# [Dataset records]
//! Map crossterm key events to session key events.

use crossterm::event::{KeyCode, KeyEvent as CtKeyEvent, KeyEventKind, KeyModifiers};
use termfolio_types::input::{Key, KeyEvent, Modifiers};

/// Result of handling a single input event.
#[derive(Debug, Clone, Copy, PartialEq, Eq)]
pub enum InputResult {
    Continue,
    Quit,
}

/// Whether the event should end the program: Esc, Ctrl+C or Ctrl+D.
pub fn is_quit(event: &CtKeyEvent) -> bool {
    if event.kind != KeyEventKind::Press {
        return false;
    }
    let ctrl = event.modifiers.contains(KeyModifiers::CONTROL);
    match event.code {
        KeyCode::Esc => true,
        KeyCode::Char(c) => ctrl && matches!(c, 'c' | 'C' | 'd' | 'D'),
        _ => false,
    }
}

/// Translate a key press. Releases, repeats and keys the session has no
/// use for map to `None`.
pub fn translate(event: &CtKeyEvent) -> Option<KeyEvent> {
    if event.kind != KeyEventKind::Press {
        return None;
    }
    let key = match event.code {
        KeyCode::Char(c) => Key::Char(c),
        KeyCode::Enter => Key::Enter,
        KeyCode::Tab => Key::Tab,
        KeyCode::Up => Key::Up,
        KeyCode::Down => Key::Down,
        KeyCode::Left => Key::Left,
        KeyCode::Right => Key::Right,
        KeyCode::Home => Key::Home,
        KeyCode::End => Key::End,
        KeyCode::Backspace => Key::Backspace,
        KeyCode::Delete => Key::Delete,
        KeyCode::Esc => Key::Escape,
        _ => return None,
    };
    Some(KeyEvent {
        key,
        modifiers: Modifiers {
            ctrl: event.modifiers.contains(KeyModifiers::CONTROL),
            alt: event.modifiers.contains(KeyModifiers::ALT),
            shift: event.modifiers.contains(KeyModifiers::SHIFT),
        },
    })
}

# [Directions]
In the records, locate each line holding the string "session" and copy it.

# [Solved exercise]
//! Map crossterm key events to session key events.
/// Translate a key press. Releases, repeats and keys the session has no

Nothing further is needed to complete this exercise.